- read

Implementing Request Parking in a Go Service with Redis

Pandula Weerasooriya 68

Vector lines by starline on Freepik

This short article explains, in essence, how to use Redis to synchronize multiple concurrent requests in a Web service. Although I’ve used Go as my back-end language, this methodology can easily be implemented for other languages as well.

Problem overview

I work at a company where we process large number of user transactions regularly for our financial wellness app. When a user requests their transactions in the front-end, we start a process where we pull transactions from upstream 3rd party APIs, enrich them with extra information, check for possible recurring expenses etc. and save the processed information in the DB (Database) and return the results back to the user.

Unfortunately, this process could take up-to 20, 30 seconds and we intended to conduct it only once for a period of time (such as 30-minutes).

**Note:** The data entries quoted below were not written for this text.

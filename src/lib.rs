//! Zip Code Gazetteer Library
//!
//! A Rust library for loading zip code coordinate tables from delimited text
//! files and serving fast in-memory latitude/longitude lookups.
//!
//! This library provides tools for:
//! - Splitting raw table lines into trimmed fields with defined boundary behavior
//! - Lenient numeric conversion with a uniform zero-fill policy for bad records
//! - Building a unique-keyed zip code table with O(1) coordinate lookups
//! - A total lookup operation returning a documented (0,0) sentinel for absent keys

pub mod config;
pub mod constants;

// Core application modules
pub mod app {
    pub mod models;
    pub mod services {
        pub mod field_parser;
        pub mod zip_table;
    }
}

// Re-export commonly used types
pub use app::models::{Coordinate, ZipCodeRecord};
pub use app::services::zip_table::ZipCodeTable;
pub use app::services::zip_table::metadata::{LoadOutcome, LoadStats};
pub use config::LoaderConfig;

/// Result type alias for the gazetteer
pub type Result<T> = std::result::Result<T, Error>;

/// Error types for table loading and configuration
///
/// These never cross the loading boundary directly: the loader folds them into
/// the `(success, message)` pair of [`LoadOutcome`] so callers keep the coarse
/// two-outcome contract.
#[derive(thiserror::Error, Debug)]
pub enum Error {
    /// I/O operation failed
    #[error("I/O error: {message}")]
    Io {
        message: String,
        #[source]
        source: std::io::Error,
    },

    /// The table source could not be opened for reading
    #[error("An error occurred while attempting to open the zip code table '{path}': {source}")]
    TableSource {
        path: String,
        #[source]
        source: std::io::Error,
    },

    /// Configuration error
    #[error("Configuration error: {message}")]
    Configuration { message: String },
}

impl Error {
    /// Create an I/O error with context
    pub fn io(message: impl Into<String>, source: std::io::Error) -> Self {
        Self::Io {
            message: message.into(),
            source,
        }
    }

    /// Create a table source error for a path that could not be opened
    pub fn table_source(path: impl Into<String>, source: std::io::Error) -> Self {
        Self::TableSource {
            path: path.into(),
            source,
        }
    }

    /// Create a configuration error
    pub fn configuration(message: impl Into<String>) -> Self {
        Self::Configuration {
            message: message.into(),
        }
    }
}

// Automatic conversions from common error types
impl From<std::io::Error> for Error {
    fn from(error: std::io::Error) -> Self {
        Self::Io {
            message: "I/O operation failed".to_string(),
            source: error,
        }
    }
}
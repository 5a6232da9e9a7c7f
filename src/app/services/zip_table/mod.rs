//! Zip code table service for O(1) coordinate lookups
//!
//! This module provides the in-memory mapping from zip code to coordinate.
//! The table is populated from delimited table files by the methods in
//! [`loader`] and queried directly by the distance-calculation consumers of
//! this crate.

use crate::app::models::{Coordinate, ZipCodeRecord};
use std::collections::HashMap;

pub mod loader;
pub mod metadata;
pub mod query;

#[cfg(test)]
pub mod tests;

// Re-export key types for convenience
pub use metadata::{LoadOutcome, LoadStats};

/// In-memory zip code table providing O(1) coordinate lookups
///
/// The table owns the zip code to coordinate mapping. It grows across
/// repeated loads (duplicate keys overwrite, last write wins) and is reset
/// only by an explicit [`clear`](ZipCodeTable::clear). Exactly one load pass
/// is expected to complete before lookups begin; the table carries no
/// interior locking.
#[derive(Debug, Clone, Default)]
pub struct ZipCodeTable {
    /// Coordinates indexed by zip code
    pub(crate) entries: HashMap<i32, Coordinate>,
}

impl ZipCodeTable {
    /// Create a new empty table
    pub fn new() -> Self {
        Self {
            entries: HashMap::new(),
        }
    }

    /// Insert a single coordinate, overwriting any previous entry for the key
    pub fn insert(&mut self, zip_code: i32, coordinate: Coordinate) {
        self.entries.insert(zip_code, coordinate);
    }

    /// Bulk-insert parsed records
    ///
    /// Duplicate keys overwrite earlier entries, whether those came from this
    /// call or a previous load. Never fails; malformed records are filtered
    /// or zero-filled upstream by the loader.
    pub fn load(&mut self, records: impl IntoIterator<Item = ZipCodeRecord>) {
        for record in records {
            self.entries.insert(record.zip_code, record.coordinate);
        }
    }

    /// Look up the coordinate for a zip code (O(1))
    ///
    /// Total function: absent keys return [`Coordinate::SENTINEL`] rather
    /// than an error, so a (0,0) result is ambiguous with a stored zero
    /// coordinate. Use [`get`](ZipCodeTable::get) when the distinction
    /// matters.
    pub fn lookup(&self, zip_code: i32) -> Coordinate {
        self.entries
            .get(&zip_code)
            .copied()
            .unwrap_or(Coordinate::SENTINEL)
    }

    /// Look up a zip code, distinguishing absent keys from stored zeros
    ///
    /// Extension beyond the sentinel contract of
    /// [`lookup`](ZipCodeTable::lookup); the default lookup semantics are
    /// unchanged.
    pub fn get(&self, zip_code: i32) -> Option<&Coordinate> {
        self.entries.get(&zip_code)
    }

    /// Check if a zip code exists in the table
    pub fn contains_zip(&self, zip_code: i32) -> bool {
        self.entries.contains_key(&zip_code)
    }

    /// Get the total number of zip codes in the table
    pub fn len(&self) -> usize {
        self.entries.len()
    }

    /// Check whether the table is empty
    pub fn is_empty(&self) -> bool {
        self.entries.is_empty()
    }

    /// Empty the table and release its retained capacity
    ///
    /// Safe to call when already empty.
    pub fn clear(&mut self) {
        self.entries = HashMap::new();
    }
}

The requests that arrive in-between this cache interval should be served stale information from the DB.

Here’s a look at the first iteration.

func (s *Service) GetTransactions(ctx context.Context, uid string) ([]model.Transaction, error) {
// get cacheOnly flag from redis
var cacheOnly bool
if err = c.cache.Get(ctx, uid, &cacheOnly); err != nil && err != cache.ErrNotFound {
logger.Logger().Warn().Msgf("failed to get the key for uid %s", uid)
}

// return from the db, if the cache flag is true
if cacheOnly {
return c.getTxsFromDb(ctx, uid)
}

// time-consuming workload which could take many seconds
txs, err := c.processTransactions(ctx, uid)
if err != nil {
return nil, err
}

// set cache only interval
if err = c.cache.Put(ctx, uid, true, CachePeriod); err != nil {
logger.Logger().Warn().Msgf("failed to set the 30 min cache flag for %s", uid)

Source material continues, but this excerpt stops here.